Thomas Olney, a "philosopher" visiting the town of Kingsport, Massachusetts with his family, is intrigued by a strange house on a cliff overlooking the ocean. It is unaccountably high and old and the locals have a generations-long dread of the place which no one is known to have visited. With great difficulty, Olney climbs the crag, approaches the house, and meets the mysterious man who lives there. The only door opens directly onto a sheer cliff, giving access only to mist and "the abyss". The transmittal of archaic lore and a life-altering encounter with the supernatural ensue, as Olney is not the only visitor that day. He returns to Kingsport the next day, but seems to have left his spirit behind in the strange, remote dwelling.
Kingsport, which is mentioned in several Lovecraft stories, first appeared in "The Terrible Old Man" (1920). The title character of that story makes an appearance in "The Strange High House in the Mist" as well, as the Old Man mentions that the House had been on the cliff even when his grandfather was a boy, which the main character comments "must be immeasurable ages ago".
The story makes reference to the Celtic god Nodens, who also appears in The Dream-Quest of Unknown Kadath. This entity was later incorporated into the Cthulhu Mythos by August Derleth as the leader of the Elder Gods. In the same passage in "The Strange High House", Lovecraft also mentions the arrival of the god Neptune, but that Roman deity has not similarly been adopted by Lovecraftian writers.
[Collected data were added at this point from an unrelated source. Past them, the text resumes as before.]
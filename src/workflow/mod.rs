pub mod progress;
pub mod run_ctx;

pub use progress::{EventSink, ProgressUpdate, RunEvent};
pub use run_ctx::{RunCtx, RunStage};
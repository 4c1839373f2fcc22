use serde::{Deserialize, Serialize};

/// 检查项分类
#[derive(Debug, Clone, Copy, PartialEq, Eq, Serialize, Deserialize)]
pub enum CheckCategory {
    Structure,
    Formatting,
    Content,
    Standard,
}

/// 检查结果
#[derive(Debug, Clone, Copy, PartialEq, Eq, Serialize, Deserialize)]
#[serde(rename_all = "lowercase")]
pub enum CheckStatus {
    Pass,
    Warn,
    Fail,
}

/// 一项检查
#[derive(Debug, Clone, PartialEq, Eq, Serialize, Deserialize)]
pub struct CheckItem {
    pub id: String,
    pub category: CheckCategory,
    pub label: String,
    pub status: CheckStatus,
    pub message: String,
    #[serde(default, skip_serializing_if = "Option::is_none")]
    pub recommendation: Option<String>,
}

/// 质量报告，只读
#[derive(Debug, Clone, PartialEq, Eq, Serialize, Deserialize)]
pub struct QualityReport {
    pub score: u32,
    pub items: Vec<CheckItem>,
    pub passed: bool,
}

impl QualityReport {
    /// 未通过（警告或失败）的检查项数量
    pub fn problem_count(&self) -> usize {
        self.items
            .iter()
            .filter(|i| i.status != CheckStatus::Pass)
            .count()
    }
}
The story was originally rejected by Weird Tales when submitted in July 1927. In 1929, Lovecraft agreed to let W. Paul Cook publish it in the second issue of The Recluse, but when it became clear that that issue would never appear, he resubmitted it to Weird Tales, which accepted it, paying him $55. Joanna Russ described "The Strange High House in the Mist" as "pleasing",  and Robert A. W. Lowndes called "The Strange High House in the Mist" one of Lovecraft's "best short stories". 
- ↑ 1.0 1.1 Joshi and Schultz, p. 253.
- ↑ H. P. Lovecraft, Selected Letters Vol. 3, p. 433; cited in Joshi and Schultz, p. 253.
- ↑ Joanna Russ, "Lovecraft, H(oward) P(hilips), in Twentieth-Century Science-Fiction Writers by Curtis C. Smith. St. James Press, 1986, ISBN 0-912289-27-9 (p.461-3).
- ↑ Robert A. W. Lowndes, Letter, "The Eyrie", Weird Tales, Summer 1991. (p.9)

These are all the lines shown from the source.